State, as a single number, how many lines in the data below contain "selector".

[Saved data entries]
※
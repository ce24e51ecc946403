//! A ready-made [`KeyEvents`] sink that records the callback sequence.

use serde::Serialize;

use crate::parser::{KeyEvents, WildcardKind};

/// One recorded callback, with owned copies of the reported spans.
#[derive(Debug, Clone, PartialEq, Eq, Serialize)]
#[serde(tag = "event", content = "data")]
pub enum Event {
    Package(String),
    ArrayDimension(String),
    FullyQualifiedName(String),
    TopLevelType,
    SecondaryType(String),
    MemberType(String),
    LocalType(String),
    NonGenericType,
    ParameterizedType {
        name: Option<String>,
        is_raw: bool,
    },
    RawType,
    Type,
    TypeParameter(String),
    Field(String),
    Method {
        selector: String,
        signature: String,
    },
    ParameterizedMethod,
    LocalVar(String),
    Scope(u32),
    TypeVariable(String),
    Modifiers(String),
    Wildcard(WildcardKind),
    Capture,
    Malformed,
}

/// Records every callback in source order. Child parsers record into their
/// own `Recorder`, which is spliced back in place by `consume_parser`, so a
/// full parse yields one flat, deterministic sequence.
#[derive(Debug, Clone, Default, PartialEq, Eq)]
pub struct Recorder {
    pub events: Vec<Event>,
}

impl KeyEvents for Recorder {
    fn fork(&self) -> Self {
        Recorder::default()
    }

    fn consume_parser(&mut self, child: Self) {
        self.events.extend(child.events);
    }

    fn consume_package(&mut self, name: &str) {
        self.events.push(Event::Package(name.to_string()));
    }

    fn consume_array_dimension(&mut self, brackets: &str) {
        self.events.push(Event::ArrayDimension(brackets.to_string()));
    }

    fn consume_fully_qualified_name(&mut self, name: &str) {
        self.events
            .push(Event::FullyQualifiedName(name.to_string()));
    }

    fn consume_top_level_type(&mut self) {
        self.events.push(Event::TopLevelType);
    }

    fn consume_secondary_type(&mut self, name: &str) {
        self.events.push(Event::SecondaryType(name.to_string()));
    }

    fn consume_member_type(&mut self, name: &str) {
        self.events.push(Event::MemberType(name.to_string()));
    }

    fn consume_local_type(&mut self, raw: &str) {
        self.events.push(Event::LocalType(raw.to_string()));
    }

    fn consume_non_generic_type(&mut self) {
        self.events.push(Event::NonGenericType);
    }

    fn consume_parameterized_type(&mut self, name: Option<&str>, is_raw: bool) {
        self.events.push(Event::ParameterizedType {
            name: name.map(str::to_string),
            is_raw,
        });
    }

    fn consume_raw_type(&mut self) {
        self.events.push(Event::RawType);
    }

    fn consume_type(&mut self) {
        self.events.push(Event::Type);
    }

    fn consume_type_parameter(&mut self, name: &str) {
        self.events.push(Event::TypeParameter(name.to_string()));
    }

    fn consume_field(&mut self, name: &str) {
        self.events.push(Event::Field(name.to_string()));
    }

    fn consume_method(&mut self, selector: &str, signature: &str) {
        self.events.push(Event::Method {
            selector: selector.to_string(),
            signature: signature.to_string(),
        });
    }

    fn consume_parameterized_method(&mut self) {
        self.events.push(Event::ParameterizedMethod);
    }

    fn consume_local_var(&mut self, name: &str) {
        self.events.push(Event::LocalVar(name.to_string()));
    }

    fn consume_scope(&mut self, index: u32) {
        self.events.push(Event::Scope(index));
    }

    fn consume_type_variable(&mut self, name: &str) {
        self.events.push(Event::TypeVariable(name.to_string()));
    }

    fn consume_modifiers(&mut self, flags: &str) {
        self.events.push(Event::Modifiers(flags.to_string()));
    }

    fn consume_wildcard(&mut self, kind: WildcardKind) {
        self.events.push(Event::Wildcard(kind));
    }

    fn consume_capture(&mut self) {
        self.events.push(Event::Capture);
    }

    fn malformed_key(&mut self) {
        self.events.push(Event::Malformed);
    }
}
※
=== Result of this exercise ===
3